BEGIN

// Copyright (c) 2025 Fabstir
// SPDX-License-Identifier: BUSL-1.1
//! Core types for web search functionality

use serde::{Deserialize, Serialize};
use thiserror::Error;

/// A single search result from a web search provider
#[derive(Debug, Clone, PartialEq, Serialize, Deserialize)]
#[serde(rename_all = "camelCase")]
pub struct SearchResult {
    /// Title of the search result
    pub title: String,
    /// URL of the search result
    pub url: String,
    /// Snippet/description of the search result
    pub snippet: String,
    /// 1-based position after filtering
    #[serde(default)]
    pub rank: usize,
    /// Published date if available
    #[serde(skip_serializing_if = "Option::is_none")]
    pub published_date: Option<String>,
    /// Source provider (e.g., "brave", "baidu", "duckduckgo")
    pub source: String,
}

/// Response from a search operation
#[derive(Debug, Clone, Serialize, Deserialize)]
#[serde(rename_all = "camelCase")]
pub struct SearchResponse {
    /// The original search query
    pub query: String,
    /// List of search results
    pub results: Vec<SearchResult>,
    /// Time taken for the search in milliseconds
    pub search_time_ms: u64,
    /// Provider that returned the results
    pub provider: String,
    /// Whether the result was from cache
    pub cached: bool,
    /// Number of results returned
    pub result_count: usize,
}

/// Errors that can occur during search operations
#[derive(Debug, Error)]
pub enum SearchError {
    /// Rate limited by the search provider (or challenged with a captcha)
    #[error("Rate limited, retry after {retry_after_secs}s")]
    RateLimited {
        /// Seconds to wait before retrying
        retry_after_secs: u64,
    },

    /// API error from the search provider
    #[error("Search API error: {status} - {message}")]
    ApiError {
        /// HTTP status code
        status: u16,
        /// Error message
        message: String,
    },

    /// Search request timed out
    #[error("Search timeout after {timeout_ms}ms")]
    Timeout {
        /// Timeout duration in milliseconds
        timeout_ms: u64,
    },

    /// Search provider is unavailable
    #[error("Provider unavailable: {provider}")]
    ProviderUnavailable {
        /// Name of the unavailable provider
        provider: String,
    },

    /// No API key configured for the provider
    #[error("No API key configured for {provider}")]
    NoApiKey {
        /// Name of the provider missing API key
        provider: String,
    },

    /// Result page could not be parsed into results
    #[error("Failed to parse {provider} results: {reason}")]
    ParseError {
        /// Name of the provider
        provider: String,
        /// What went wrong
        reason: String,
    },

    /// Invalid search query
    #[error("Invalid query: {reason}")]
    InvalidQuery {
        /// Reason the query is invalid
        reason: String,
    },

    /// Search is disabled on this host
    #[error("Search disabled on this host")]
    SearchDisabled,

    /// Search configuration was rejected
    #[error("Invalid search configuration: {0}")]
    InvalidConfig(String),
}

/// What happened when a result's page was crawled and compressed
#[derive(Debug, Clone, Copy, PartialEq, Eq, Serialize, Deserialize)]
#[serde(rename_all = "snake_case")]
pub enum ContentStatus {
    /// Page fetched and compressed against the query
    Compressed,
    /// Page fetched; text fit the budget unchanged or was cut to the leading chars
    Fetched,
    /// Page reached, but no readable text was found
    Empty,
    /// Every fetch level failed, or the URL was rejected
    NotFetched,
}

/// A search result with the query-relevant text of its page
#[derive(Debug, Clone, Serialize, Deserialize)]
#[serde(rename_all = "camelCase")]
pub struct SearchResultWithContent {
    #[serde(flatten)]
    pub result: SearchResult,
    /// Page content after compression (None unless fetched)
    #[serde(skip_serializing_if = "Option::is_none")]
    pub content: Option<String>,
    pub status: ContentStatus,
    /// Fallback level that produced the page, if fetched over the network
    #[serde(skip_serializing_if = "Option::is_none")]
    pub crawl_level: Option<u8>,
}

/// Response from a search operation with content fetching
#[derive(Debug, Clone, Serialize, Deserialize)]
#[serde(rename_all = "camelCase")]
pub struct SearchResponseWithContent {
    /// The original search query
    pub query: String,
    /// List of search results with content
    pub results: Vec<SearchResultWithContent>,
    /// Time taken for the search in milliseconds
    pub search_time_ms: u64,
    /// Time taken for crawling and compression in milliseconds
    pub content_fetch_time_ms: u64,
    /// Provider that returned the results
    pub provider: String,
    /// Whether the search result was from cache
    pub cached: bool,
    /// Number of results returned
    pub result_count: usize,
    /// Number of results with content
    pub content_fetched_count: usize,
}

END

## Action item
Go through the entries and return each line where the word "milliseconds" appears.

## Reply
    /// Time taken for the search in milliseconds
        /// Timeout duration in milliseconds
    /// Time taken for the search in milliseconds
    /// Time taken for crawling and compression in milliseconds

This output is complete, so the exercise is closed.